"Of course I am right! Adam was tranquil and unworried till fate sent him a wife, and he was typical of the destinies of his descendants. Those who are wise, take warning; those who are not, neglect it and repent. Lady Hautton et Cie are very fond of twisting scriptural obscurities into 'types.' There's a type plain as day, and salutary to mankind, if detrimental to women!"

"Philip, you are abominable! don't be so wicked!" cried Lady Marabout, enjoying it all the more because she was a little shocked at it, as your best women will on occasion; human nature is human nature everywhere, and the female heart gives pleasurable little pulses at the sight of forbidden fruits now, as in the days of Eve.

"Who's that Miss Montolieu with your mother this year, Phil?" dozens of men asked Carruthers, that season, across the mess-table, in the smoking-room of the Guards, in the Ride or the Ring, in the doorways of ball-rooms, or anywhere where such-like questions are asked and new pretty women discussed.

"What is it in her that takes so astonishingly?" wondered Lady Marabout, who is, like most women, orthodox on all points, loving things by rule, worrying if they go out of the customary routine, and was, therefore, quite incapable of reconciling herself to so revolutionary a fact as a young lady being admired who was not a beauty, and sought while she was detrimental in every way. It was "out of the general rule," and your orthodox people hate anything "out of the general run," as they hate their prosperous friends: the force of hatred can no further go! Flora Montolieu's crime in Belgravia was much akin to the Bonapartes' crimes to the Bourbons. Thrones must be filled legitimately, if not worthily, in the eyes of the orthodox people, and this Petit Caporal of Lady Marabout's had no business to reign where the Hereditary Princesses and all the other noble lines failed to sway the sceptre. Lady Marabout, belonging to the noble lines herself, agreed in her heart with them, and felt a little bit guilty to have introduced this democratic and unwelcome element in society.

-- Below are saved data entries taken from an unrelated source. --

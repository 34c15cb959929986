// ABOUTME: In-memory function platform with numbered immutable versions.
// ABOUTME: Simulates asynchronous code processing and update conflicts.

use std::collections::HashMap;

use async_trait::async_trait;
use bytes::Bytes;
use parking_lot::Mutex;

use crate::cloud::traits::sealed::Sealed;
use crate::cloud::traits::{FunctionError, FunctionOps, FunctionVersion, Readiness};
use crate::types::FunctionName;

#[derive(Debug, Default)]
struct FunctionRecord {
    code: Bytes,
    versions: Vec<Bytes>,
    pending_polls: u32,
    pending_failure: Option<String>,
    failure: Option<String>,
}

#[derive(Debug, Default)]
struct State {
    functions: HashMap<String, FunctionRecord>,
    settle_polls: u32,
    update_in_progress: bool,
    updates: usize,
}

/// Function platform that keeps code and versions in memory.
#[derive(Debug, Default)]
pub struct MemoryFunctions {
    state: Mutex<State>,
}

impl MemoryFunctions {
    pub fn new() -> Self {
        Self::default()
    }

    /// Register a function with `published` existing versions.
    pub fn add_function(&self, name: &str, published: usize) {
        let record = FunctionRecord {
            versions: vec![Bytes::new(); published],
            ..Default::default()
        };
        self.state.lock().functions.insert(name.to_string(), record);
    }

    /// Number of readiness polls that report `Pending` after each update.
    pub fn set_settle_polls(&self, polls: u32) {
        self.state.lock().settle_polls = polls;
    }

    /// Reject the next code updates as if another deployment were running.
    pub fn set_update_in_progress(&self, busy: bool) {
        self.state.lock().update_in_progress = busy;
    }

    /// Make the next update of `name` end in a failed processing state.
    pub fn fail_next_update(&self, name: &str, reason: impl Into<String>) {
        if let Some(record) = self.state.lock().functions.get_mut(name) {
            record.pending_failure = Some(reason.into());
        }
    }

    /// Version qualifiers published so far for `name`.
    pub fn published_versions(&self, name: &str) -> Vec<String> {
        self.state
            .lock()
            .functions
            .get(name)
            .map(|r| (1..=r.versions.len()).map(|v| v.to_string()).collect())
            .unwrap_or_default()
    }

    /// Code of a published version, if it exists.
    pub fn version_code(&self, name: &str, version: &str) -> Option<Bytes> {
        let index: usize = version.parse().ok()?;
        let state = self.state.lock();
        let record = state.functions.get(name)?;
        index
            .checked_sub(1)
            .and_then(|i| record.versions.get(i))
            .cloned()
    }

    /// Number of accepted code updates.
    pub fn update_count(&self) -> usize {
        self.state.lock().updates
    }

    fn arn(name: &str) -> String {
        format!("arn:memory:function:{}", name)
    }
}

impl Sealed for MemoryFunctions {}

#[async_trait]
impl FunctionOps for MemoryFunctions {
    async fn update_function_code(
        &self,
        name: &FunctionName,
        archive: Bytes,
    ) -> Result<(), FunctionError> {
        let mut state = self.state.lock();
        if state.update_in_progress {
            return Err(FunctionError::UpdateInProgress(name.to_string()));
        }
        if archive.is_empty() {
            return Err(FunctionError::InvalidArchive("archive is empty".to_string()));
        }

        let settle_polls = state.settle_polls;
        let record = state
            .functions
            .get_mut(name.as_str())
            .ok_or_else(|| FunctionError::NotFound(name.to_string()))?;
        record.code = archive;
        record.pending_polls = settle_polls;
        record.failure = record.pending_failure.take();
        state.updates += 1;
        Ok(())
    }

    async fn function_readiness(&self, name: &FunctionName) -> Result<Readiness, FunctionError> {
        let mut state = self.state.lock();
        let record = state
            .functions
            .get_mut(name.as_str())
            .ok_or_else(|| FunctionError::NotFound(name.to_string()))?;

        if record.pending_polls > 0 {
            record.pending_polls -= 1;
            return Ok(Readiness::Pending);
        }
        if let Some(reason) = &record.failure {
            return Ok(Readiness::Failed(reason.clone()));
        }
        Ok(Readiness::Ready)
    }

    async fn publish_version(&self, name: &FunctionName) -> Result<FunctionVersion, FunctionError> {
        let mut state = self.state.lock();
        let record = state
            .functions
            .get_mut(name.as_str())
            .ok_or_else(|| FunctionError::NotFound(name.to_string()))?;

        if record.pending_polls > 0 {
            return Err(FunctionError::Platform(
                "code update still in progress".to_string(),
            ));
        }

        record.versions.push(record.code.clone());
        Ok(FunctionVersion {
            function_arn: Self::arn(name.as_str()),
            version: record.versions.len().to_string(),
        })
    }
}
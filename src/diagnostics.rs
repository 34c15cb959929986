// ABOUTME: Diagnostics accumulator for non-fatal warnings during deployment.
// ABOUTME: Collects warnings that shouldn't fail a deployment but should be shown to users.

use serde::Serialize;

/// Collects non-fatal warnings during deployment operations.
#[derive(Debug, Default)]
pub struct Diagnostics {
    warnings: Vec<Warning>,
}

impl Diagnostics {
    /// Record a warning, auto-logging it via tracing.
    pub fn warn(&mut self, warning: Warning) {
        tracing::warn!("{}", warning.message);
        self.warnings.push(warning);
    }

    /// Get all collected warnings.
    pub fn warnings(&self) -> &[Warning] {
        &self.warnings
    }

    /// Check if any warnings were collected.
    pub fn has_warnings(&self) -> bool {
        !self.warnings.is_empty()
    }

    pub fn into_warnings(self) -> Vec<Warning> {
        self.warnings
    }
}

/// A non-fatal warning collected during deployment.
#[derive(Debug, Clone, PartialEq, Eq, Serialize)]
pub struct Warning {
    pub kind: WarningKind,
    pub message: String,
}

impl Warning {
    /// Create an asset upload warning.
    pub fn asset_upload(message: impl Into<String>) -> Self {
        Self {
            kind: WarningKind::AssetUpload,
            message: message.into(),
        }
    }

    /// Create a cache invalidation warning.
    pub fn invalidation(message: impl Into<String>) -> Self {
        Self {
            kind: WarningKind::Invalidation,
            message: message.into(),
        }
    }

    /// Create a hook failure warning.
    pub fn hook(message: impl Into<String>) -> Self {
        Self {
            kind: WarningKind::Hook,
            message: message.into(),
        }
    }
}

/// Categories of warnings that can occur during deployment.
#[derive(Debug, Clone, Copy, PartialEq, Eq, Serialize)]
#[serde(rename_all = "snake_case")]
pub enum WarningKind {
    /// A static asset could not be uploaded (best-effort mode).
    AssetUpload,
    /// The cache invalidation request failed; stale content may be served.
    Invalidation,
    /// A post-deploy or on-error hook exited unsuccessfully.
    Hook,
}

Flora Montolieu "took," as people say of bubble companies, meaning that they will pleasantly ruin a million or two: or of new fashions, meaning that they will become general with the many and, sequitur, unwearable with the few. She had the brilliance and grace of one of her own tropical flowers, with something piquante and attractive about her that one had to leave nameless, but that was all the more charming for that very fact perhaps; full of life and animation, but soft as a gazelle, as her chaperone averred; not characterless, as Lady Marabout fondly desired (on the same principle, I suppose, as a timid whip likes a horse as spiritless as a riding-school hack), but gifted with plenty of very marked character, so much, indeed, that it rather puzzled her camériste.

"Girls shouldn't have marked character; they should be clay that one can mould, not a self-chiselled statuette, that will only go into its own niche, and won't go into any other. This little Montolieu would make just such a woman as Vittoria Colonna or Madame de Sablé, but one doesn't want those qualities in a girl, who is but a single little ear in the wheat-sheaf of society, and whom one wants to marry off, but can't expect to marry well. Her poor mother, of course, will look to me to do something advantageous for her, and I verily believe she is that sort of girl that will let me do nothing," thought Lady Marabout, already beginning to worry, as she talked to Lady George Frangipane at a breakfast in Palace Gardens, and watched Flora Montolieu, with Carruthers on her left and Goodwood on her right, amusing them both, to all semblance, and holding her own to the Lady Hautton's despite, who held their own so excessively chillily and loftily that no ordinary mortals cared to approach them, but, beholding them, thought involuntarily of the stately icebergs off the Spitzbergen coast, only that the icebergs could melt or explode when their time came, and the time was never known when the Hautton surface could be moved to anger or melt to any sunshine whatever. At least, whether their maids or their mother ever beheld the first of the phenomena, far be it from me to say, but the world never saw either.

"Well, Miss Montolieu, how do you like our life here?" Carruthers was asking. "Which is preferable—Belgravia or St. Denis?"

"Oh, Belgravia, decidedly," laughed Lady Marabout's charge. "I think your life charming. All change, excitement, gayety, who would not like it?"

"Nobody—that is not fresh to it?"

"Fresh to it? Ah! are you one of the class who find no beauty in anything unless it is new? If so, do not charge the blame on to the thing, as your tone implies; take it rather to yourself and your own fickleness."